Appeal Factor Rating: Enjoyable
Okay, on one hand I really like some of these games and it’s one of the more fun experiences I’ve had with the Wii this year. It’s not a top tier 2009 release like Gold Gym’s Cardio Workout, HOTD: Overkill, OneChanbara or Overlord: Dark Legend, but it’s still a fun one.
On the other hand, requiring an add-on to play the game, much less several isn’t cool and it makes me wonder how renting this game will work. This really should have been optional. Hell, even Link’s Crossbow Training didn’t NEED the Wii Zapper to work, and it too came with that accessory. As much as I really liked this game (and my staff can tell you I thought it was awesome) I cannot get behind any game that says it requires multiple required add-ons. DDR? You only need one pad and it comes bundled with the game. Then you can buy pads separately or later versions of the game without the pad. You can still have fun taking turns playing DDR with one pad. You can’t enjoy certain aspects of Wii Sports Resort without multiple players at once meaning multiple MotionPlus accessories. In Nintendo’s defense, a lot of the games let you take turns playing and in doing so, you can all share the one wiimote with the single MotionPlus accessory. It’s this aspect that kept me from really working up some ire about this game. Instead I was able to concentrate on how fun it was and how most of it was well done. It’s not the optimal programming decision in my book, but like much of the game, it’s acceptable and it’s not something that will affect the majority of people playing this game. Plus they included a free one so overall, the pluses outweigh the negatives here.

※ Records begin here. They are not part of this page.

//! CSV export of collected listings.

use std::fs::File;
use std::io::Write;
use std::path::Path;

use gisgrab_core::Listing;

/// Writes `listings` to `path` as UTF-8 CSV with a fixed header row.
///
/// Returns `false` — and creates no file — when there is nothing to write.
/// The column order is the `Listing` field order:
/// `name,address,website,phone,link,rating,hours`.
///
/// # Errors
///
/// Returns an error if the file cannot be created or a row cannot be
/// serialized.
pub fn save(path: &Path, listings: &[Listing]) -> anyhow::Result<bool> {
    if listings.is_empty() {
        return Ok(false);
    }
    let file = File::create(path)?;
    write_records(file, listings)?;
    Ok(true)
}

fn write_records<W: Write>(writer: W, listings: &[Listing]) -> anyhow::Result<()> {
    let mut csv_writer = csv::Writer::from_writer(writer);
    for listing in listings {
        csv_writer.serialize(listing)?;
    }
    csv_writer.flush()?;
    Ok(())
}

#[cfg(test)]
mod tests {
    use gisgrab_core::{NO_RATING, UNKNOWN};

    use super::*;

    fn listing(name: &str, link: &str) -> Listing {
        Listing {
            name: name.to_owned(),
            address: "Тверская, 1".to_owned(),
            website: UNKNOWN.to_owned(),
            phone: "+7 495 000-00-00".to_owned(),
            link: link.to_owned(),
            rating: NO_RATING.to_owned(),
            hours: "Круглосуточно".to_owned(),
        }
    }

    #[test]
    fn two_records_produce_header_plus_two_rows() {
        let listings = vec![
            listing("Первый", "https://2gis.ru/moscow/firm/1"),
            listing("Второй", "https://2gis.ru/moscow/firm/2"),
        ];
        let mut buf = Vec::new();
        write_records(&mut buf, &listings).unwrap();

        let out = String::from_utf8(buf).unwrap();
        let lines: Vec<&str> = out.lines().collect();
        assert_eq!(lines.len(), 3);
        assert_eq!(lines[0], "name,address,website,phone,link,rating,hours");
        assert!(lines[1].starts_with("Первый,"));
        assert!(lines[2].starts_with("Второй,"));
    }

    #[test]
    fn save_with_zero_records_creates_no_file() {
        let path = std::env::temp_dir().join(format!("gisgrab-empty-{}.csv", std::process::id()));
        let written = save(&path, &[]).unwrap();
        assert!(!written);
        assert!(!path.exists());
    }

    #[test]
    fn save_writes_file_for_nonempty_batch() {
        let path = std::env::temp_dir().join(format!("gisgrab-out-{}.csv", std::process::id()));
        let listings = vec![listing("Кафе", "https://2gis.ru/moscow/firm/1")];
        let written = save(&path, &listings).unwrap();
        assert!(written);
        let contents = std::fs::read_to_string(&path).unwrap();
        assert!(contents.contains("Кафе"));
        std::fs::remove_file(&path).unwrap();
    }
}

Miscellaneous Rating: Good
Control and Gameplay: Enjoyable
Appeal Factor: Enjoyable
FINAL SCORE: GOOD GAME!
Short Attention Span Summary
Although Wii Sports Resort won’t turn the entire gaming industry on its head like the original Wii Sports, it is a fun and addictive romp through twenty-three different mini games spanning twelve categories. It’s not much to look at and it’s annoying that the game requires one MotionPlus accessory for each wiimote used in the game, but thankfully most games allow you to share the same wiimote, cutting the cost down for the full enjoyment potential somewhat. There’s something for everyone to enjoy here, no matter what type of gamer you are and what gaming preferences you have.